__AIM OF THE EXERCISE__:
You are asked to filter the data below and copy every line holding "Credentials".
*** EXCERPTED DATA
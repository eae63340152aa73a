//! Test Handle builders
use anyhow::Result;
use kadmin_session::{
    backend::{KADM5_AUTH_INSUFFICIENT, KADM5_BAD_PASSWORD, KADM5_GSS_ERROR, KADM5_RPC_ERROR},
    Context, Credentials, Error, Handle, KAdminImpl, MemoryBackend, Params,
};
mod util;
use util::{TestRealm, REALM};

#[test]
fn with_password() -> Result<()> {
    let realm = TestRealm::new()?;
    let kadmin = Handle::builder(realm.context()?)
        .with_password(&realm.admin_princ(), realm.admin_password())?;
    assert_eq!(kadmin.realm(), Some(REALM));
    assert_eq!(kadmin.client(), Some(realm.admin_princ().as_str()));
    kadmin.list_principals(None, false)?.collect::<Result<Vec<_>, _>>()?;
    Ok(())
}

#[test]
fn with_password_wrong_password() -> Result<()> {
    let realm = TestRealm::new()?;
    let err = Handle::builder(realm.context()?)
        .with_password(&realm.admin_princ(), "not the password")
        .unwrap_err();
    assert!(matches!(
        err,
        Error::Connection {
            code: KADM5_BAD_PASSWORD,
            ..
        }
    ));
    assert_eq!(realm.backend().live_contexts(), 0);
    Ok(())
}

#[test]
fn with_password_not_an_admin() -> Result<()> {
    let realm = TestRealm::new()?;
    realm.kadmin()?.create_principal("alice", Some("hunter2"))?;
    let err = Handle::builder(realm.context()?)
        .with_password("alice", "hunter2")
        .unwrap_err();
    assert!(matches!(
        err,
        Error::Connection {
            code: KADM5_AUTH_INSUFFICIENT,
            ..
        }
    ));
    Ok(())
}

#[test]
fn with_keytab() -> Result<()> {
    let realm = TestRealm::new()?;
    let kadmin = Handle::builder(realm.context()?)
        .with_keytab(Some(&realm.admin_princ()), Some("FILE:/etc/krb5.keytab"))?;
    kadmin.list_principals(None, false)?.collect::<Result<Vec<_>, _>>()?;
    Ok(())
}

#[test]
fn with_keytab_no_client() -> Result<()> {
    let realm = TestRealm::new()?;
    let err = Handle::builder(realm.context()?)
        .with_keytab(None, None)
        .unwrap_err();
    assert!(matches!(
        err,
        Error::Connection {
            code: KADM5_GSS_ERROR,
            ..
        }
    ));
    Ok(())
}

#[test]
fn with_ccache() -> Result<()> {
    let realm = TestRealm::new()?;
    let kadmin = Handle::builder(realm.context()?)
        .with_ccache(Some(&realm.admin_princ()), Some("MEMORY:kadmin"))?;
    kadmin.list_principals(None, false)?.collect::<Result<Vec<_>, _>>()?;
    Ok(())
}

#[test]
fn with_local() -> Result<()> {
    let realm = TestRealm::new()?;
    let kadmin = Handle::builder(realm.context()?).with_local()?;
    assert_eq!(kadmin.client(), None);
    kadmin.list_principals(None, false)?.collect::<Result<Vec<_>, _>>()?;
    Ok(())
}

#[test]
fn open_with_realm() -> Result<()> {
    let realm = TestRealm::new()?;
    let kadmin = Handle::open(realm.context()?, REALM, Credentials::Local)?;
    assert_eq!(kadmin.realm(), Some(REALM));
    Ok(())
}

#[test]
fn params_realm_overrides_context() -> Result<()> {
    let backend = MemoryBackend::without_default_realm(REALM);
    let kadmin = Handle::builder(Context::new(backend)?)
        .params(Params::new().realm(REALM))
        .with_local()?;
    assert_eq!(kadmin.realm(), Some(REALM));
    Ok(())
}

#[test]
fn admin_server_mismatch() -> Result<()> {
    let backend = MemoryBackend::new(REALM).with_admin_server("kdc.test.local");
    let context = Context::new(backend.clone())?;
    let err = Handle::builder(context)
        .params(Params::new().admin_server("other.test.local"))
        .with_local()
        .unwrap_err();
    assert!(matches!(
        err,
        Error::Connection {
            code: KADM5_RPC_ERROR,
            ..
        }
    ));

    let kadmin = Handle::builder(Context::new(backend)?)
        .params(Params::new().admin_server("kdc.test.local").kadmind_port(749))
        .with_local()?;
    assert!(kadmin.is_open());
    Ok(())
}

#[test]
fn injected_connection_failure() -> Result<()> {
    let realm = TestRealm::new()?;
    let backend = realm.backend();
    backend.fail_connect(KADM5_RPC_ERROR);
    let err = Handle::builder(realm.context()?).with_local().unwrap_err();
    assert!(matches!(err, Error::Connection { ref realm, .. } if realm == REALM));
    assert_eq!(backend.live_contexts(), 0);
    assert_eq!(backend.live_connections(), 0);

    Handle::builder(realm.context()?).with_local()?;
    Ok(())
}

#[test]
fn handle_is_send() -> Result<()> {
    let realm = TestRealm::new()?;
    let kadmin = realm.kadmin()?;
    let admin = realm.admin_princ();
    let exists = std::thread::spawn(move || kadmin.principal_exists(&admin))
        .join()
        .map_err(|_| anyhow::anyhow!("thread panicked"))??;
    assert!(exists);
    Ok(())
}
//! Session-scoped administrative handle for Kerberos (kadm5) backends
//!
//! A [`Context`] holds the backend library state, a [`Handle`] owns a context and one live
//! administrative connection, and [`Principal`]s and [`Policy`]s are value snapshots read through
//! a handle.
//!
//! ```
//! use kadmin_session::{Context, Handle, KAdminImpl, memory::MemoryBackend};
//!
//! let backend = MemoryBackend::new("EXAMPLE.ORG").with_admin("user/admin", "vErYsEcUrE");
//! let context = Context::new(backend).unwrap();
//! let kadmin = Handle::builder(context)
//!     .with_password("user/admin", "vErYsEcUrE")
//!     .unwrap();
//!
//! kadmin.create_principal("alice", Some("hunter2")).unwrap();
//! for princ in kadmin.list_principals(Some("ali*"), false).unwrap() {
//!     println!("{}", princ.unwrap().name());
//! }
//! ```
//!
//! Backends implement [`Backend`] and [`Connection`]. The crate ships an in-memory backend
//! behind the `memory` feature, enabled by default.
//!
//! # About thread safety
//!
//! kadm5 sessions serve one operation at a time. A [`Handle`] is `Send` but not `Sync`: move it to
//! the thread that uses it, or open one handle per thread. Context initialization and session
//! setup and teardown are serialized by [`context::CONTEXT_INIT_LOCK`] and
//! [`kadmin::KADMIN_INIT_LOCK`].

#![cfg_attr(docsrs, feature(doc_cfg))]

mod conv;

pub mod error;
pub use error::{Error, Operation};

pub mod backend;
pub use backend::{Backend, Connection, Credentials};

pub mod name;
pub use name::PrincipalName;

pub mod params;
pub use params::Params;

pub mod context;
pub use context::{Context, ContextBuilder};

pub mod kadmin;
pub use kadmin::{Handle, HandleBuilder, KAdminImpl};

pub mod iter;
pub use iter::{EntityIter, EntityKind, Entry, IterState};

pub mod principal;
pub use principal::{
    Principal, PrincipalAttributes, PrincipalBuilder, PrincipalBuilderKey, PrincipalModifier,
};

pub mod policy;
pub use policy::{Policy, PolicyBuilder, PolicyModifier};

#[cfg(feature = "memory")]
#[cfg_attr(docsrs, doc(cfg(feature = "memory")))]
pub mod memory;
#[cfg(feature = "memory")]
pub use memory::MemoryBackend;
******
__RESPONSE__:
    Context, Credentials, Error, Handle, KAdminImpl, MemoryBackend, Params,
    let kadmin = Handle::open(realm.context()?, REALM, Credentials::Local)?;
pub use backend::{Backend, Connection, Credentials};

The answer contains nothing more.